▶ **Description of the task**
Extract all of the entries and give them again, word for word.

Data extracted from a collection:
+--
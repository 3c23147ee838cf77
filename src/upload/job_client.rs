use crate::config::Polling;
use crate::error::JobError;
use crate::upload::api::{ProcessApi, ProgressSink};
use crate::upload::types::{JobResult, Multiplier, UploadCandidate};
use std::sync::Arc;
use std::time::Duration;
use tokio::time::Instant;
use tracing::{debug, info, warn};

/// Wait schedule between result fetches once processing has been triggered.
#[derive(Debug, Clone, PartialEq)]
pub struct PollPolicy {
    pub initial_interval: Duration,
    pub max_interval: Duration,
    pub backoff_factor: f64,
    pub deadline: Duration,
}

impl PollPolicy {
    /// Never exceeds `max_interval`, even when the product overflows `Duration`.
    pub fn next_interval(&self, current: Duration) -> Duration {
        Duration::try_from_secs_f64(current.as_secs_f64() * self.backoff_factor)
            .map_or(self.max_interval, |next| next.min(self.max_interval))
    }
}

impl Default for PollPolicy {
    fn default() -> Self {
        Self::from(&Polling::default())
    }
}

impl From<&Polling> for PollPolicy {
    fn from(cfg: &Polling) -> Self {
        let initial_interval = Duration::from_millis(cfg.initial_interval_ms);
        Self {
            initial_interval,
            max_interval: Duration::from_millis(cfg.max_interval_ms).max(initial_interval),
            backoff_factor: cfg.backoff_factor.max(1.0),
            deadline: Duration::from_secs(cfg.deadline_secs),
        }
    }
}

/// Runs create → trigger → fetch for one submission. Not idempotent: every
/// call creates a new job on the server.
#[derive(Clone)]
pub struct JobClient<A> {
    api: A,
    poll: PollPolicy,
}

impl<A: ProcessApi> JobClient<A> {
    pub fn new(api: A, poll: PollPolicy) -> Self {
        Self { api, poll }
    }

    pub fn api(&self) -> &A {
        &self.api
    }

    pub async fn submit(
        &self,
        candidate: &UploadCandidate,
        multiplier: Multiplier,
        sink: Arc<dyn ProgressSink>,
    ) -> Result<JobResult, JobError> {
        info!(
            "Submitting '{}' ({} bytes) with multiplier {}",
            candidate.name, candidate.size_bytes, multiplier
        );

        let job = self
            .api
            .create_job(candidate, multiplier, Arc::clone(&sink))
            .await
            .inspect_err(|e| warn!("Create failed: {e}"))?;
        sink.on_upload_progress(100);
        sink.on_job_created(&job);
        info!("Created job {job}");

        self.api
            .start_processing(&job)
            .await
            .inspect_err(|e| warn!("Trigger failed for job {job}: {e}"))?;
        debug!("Processing started for job {job}");

        let started = Instant::now();
        let mut interval = self.poll.initial_interval;
        let mut attempt = 1u32;
        loop {
            let record = self
                .api
                .fetch_job(&job)
                .await
                .inspect_err(|e| warn!("Fetch failed for job {job}: {e}"))?;

            if let Some(result) = record.into_result() {
                info!("Job {job} complete after {attempt} fetch(es), generator {}", result.gan_used);
                return Ok(result);
            }

            let waited = started.elapsed();
            if waited + interval > self.poll.deadline {
                warn!("Job {job} still incomplete after {waited:?}, giving up");
                return Err(JobError::NotReady { job, waited });
            }
            debug!("Job {job} not ready (attempt {attempt}), retrying in {interval:?}");
            tokio::time::sleep(interval).await;
            interval = self.poll.next_interval(interval);
            attempt += 1;
        }
    }
}

#[cfg(test)]
mod tests {
    use super::*;

    #[test]
    fn backoff_grows_and_caps() {
        let policy = PollPolicy {
            initial_interval: Duration::from_millis(500),
            max_interval: Duration::from_millis(1_500),
            backoff_factor: 2.0,
            deadline: Duration::from_secs(10),
        };
        let second = policy.next_interval(policy.initial_interval);
        assert_eq!(second, Duration::from_millis(1_000));
        assert_eq!(policy.next_interval(second), Duration::from_millis(1_500));
        assert_eq!(
            policy.next_interval(Duration::from_millis(1_500)),
            Duration::from_millis(1_500)
        );
    }

    #[test]
    fn huge_factor_saturates_at_max_interval() {
        let policy = PollPolicy {
            initial_interval: Duration::from_millis(500),
            max_interval: Duration::from_secs(5),
            backoff_factor: 1e20,
            deadline: Duration::from_secs(10),
        };
        assert_eq!(policy.next_interval(Duration::from_secs(5)), Duration::from_secs(5));
        assert_eq!(policy.next_interval(Duration::MAX), Duration::from_secs(5));

        let policy = PollPolicy {
            backoff_factor: f64::INFINITY,
            ..policy
        };
        assert_eq!(policy.next_interval(Duration::from_millis(1)), Duration::from_secs(5));
    }

    #[test]
    fn policy_from_config_is_sane() {
        let cfg = Polling {
            initial_interval_ms: 800,
            max_interval_ms: 100,
            backoff_factor: 0.2,
            deadline_secs: 30,
        };
        let policy = PollPolicy::from(&cfg);
        assert_eq!(policy.max_interval, Duration::from_millis(800));
        assert_eq!(policy.backoff_factor, 1.0);
        assert_eq!(policy.deadline, Duration::from_secs(30));
    }
}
+--
▶ **Worked solution**
repository 3c23147ee838cf77
filename src/upload/job_client.rs
use crate::config::Polling;
use crate::error::JobError;
use crate::upload::api::{ProcessApi, ProgressSink};
use crate::upload::types::{JobResult, Multiplier, UploadCandidate};
use std::sync::Arc;
use std::time::Duration;
use tokio::time::Instant;
use tracing::{debug, info, warn};

/// Wait schedule between result fetches once processing has been triggered.
#[derive(Debug, Clone, PartialEq)]
pub struct PollPolicy {
    pub initial_interval: Duration,
    pub max_interval: Duration,
    pub backoff_factor: f64,
    pub deadline: Duration,
}

impl PollPolicy {
    /// Never exceeds `max_interval`, even when the product overflows `Duration`.
    pub fn next_interval(&self, current: Duration) -> Duration {
        Duration::try_from_secs_f64(current.as_secs_f64() * self.backoff_factor)
            .map_or(self.max_interval, |next| next.min(self.max_interval))
    }
}

impl Default for PollPolicy {
    fn default() -> Self {
        Self::from(&Polling::default())
    }
}

impl From<&Polling> for PollPolicy {
    fn from(cfg: &Polling) -> Self {
        let initial_interval = Duration::from_millis(cfg.initial_interval_ms);
        Self {
            initial_interval,
            max_interval: Duration::from_millis(cfg.max_interval_ms).max(initial_interval),
            backoff_factor: cfg.backoff_factor.max(1.0),
            deadline: Duration::from_secs(cfg.deadline_secs),
        }
    }
}

/// Runs create → trigger → fetch for one submission. Not idempotent: every
/// call creates a new job on the server.
#[derive(Clone)]
pub struct JobClient<A> {
    api: A,
    poll: PollPolicy,
}

impl<A: ProcessApi> JobClient<A> {
    pub fn new(api: A, poll: PollPolicy) -> Self {
        Self { api, poll }
    }

    pub fn api(&self) -> &A {
        &self.api
    }

    pub async fn submit(
        &self,
        candidate: &UploadCandidate,
        multiplier: Multiplier,
        sink: Arc<dyn ProgressSink>,
    ) -> Result<JobResult, JobError> {
        info!(
            "Submitting '{}' ({} bytes) with multiplier {}",
            candidate.name, candidate.size_bytes, multiplier
        );

        let job = self
            .api
            .create_job(candidate, multiplier, Arc::clone(&sink))
            .await
            .inspect_err(|e| warn!("Create failed: {e}"))?;
        sink.on_upload_progress(100);
        sink.on_job_created(&job);
        info!("Created job {job}");

        self.api
            .start_processing(&job)
            .await
            .inspect_err(|e| warn!("Trigger failed for job {job}: {e}"))?;
        debug!("Processing started for job {job}");

        let started = Instant::now();
        let mut interval = self.poll.initial_interval;
        let mut attempt = 1u32;
        loop {
            let record = self
                .api
                .fetch_job(&job)
                .await
                .inspect_err(|e| warn!("Fetch failed for job {job}: {e}"))?;

            if let Some(result) = record.into_result() {
                info!("Job {job} complete after {attempt} fetch(es), generator {}", result.gan_used);
                return Ok(result);
            }

            let waited = started.elapsed();
            if waited + interval > self.poll.deadline {
                warn!("Job {job} still incomplete after {waited:?}, giving up");
                return Err(JobError::NotReady { job, waited });
            }
            debug!("Job {job} not ready (attempt {attempt}), retrying in {interval:?}");
            tokio::time::sleep(interval).await;
            interval = self.poll.next_interval(interval);
            attempt += 1;
        }
    }
}

#[cfg(test)]
mod tests {
    use super::*;

    #[test]
    fn backoff_grows_and_caps() {
        let policy = PollPolicy {
            initial_interval: Duration::from_millis(500),
            max_interval: Duration::from_millis(1_500),
            backoff_factor: 2.0,
            deadline: Duration::from_secs(10),
        };
        let second = policy.next_interval(policy.initial_interval);
        assert_eq!(second, Duration::from_millis(1_000));
        assert_eq!(policy.next_interval(second), Duration::from_millis(1_500));
        assert_eq!(
            policy.next_interval(Duration::from_millis(1_500)),
            Duration::from_millis(1_500)
        );
    }

    #[test]
    fn huge_factor_saturates_at_max_interval() {
        let policy = PollPolicy {
            initial_interval: Duration::from_millis(500),
            max_interval: Duration::from_secs(5),
            backoff_factor: 1e20,
            deadline: Duration::from_secs(10),
        };
        assert_eq!(policy.next_interval(Duration::from_secs(5)), Duration::from_secs(5));
        assert_eq!(policy.next_interval(Duration::MAX), Duration::from_secs(5));

        let policy = PollPolicy {
            backoff_factor: f64::INFINITY,
            ..policy
        };
        assert_eq!(policy.next_interval(Duration::from_millis(1)), Duration::from_secs(5));
    }

    #[test]
    fn policy_from_config_is_sane() {
        let cfg = Polling {
            initial_interval_ms: 800,
            max_interval_ms: 100,
            backoff_factor: 0.2,
            deadline_secs: 30,
        };
        let policy = PollPolicy::from(&cfg);
        assert_eq!(policy.max_interval, Duration::from_millis(800));
        assert_eq!(policy.backoff_factor, 1.0);
        assert_eq!(policy.deadline, Duration::from_secs(30));
    }
}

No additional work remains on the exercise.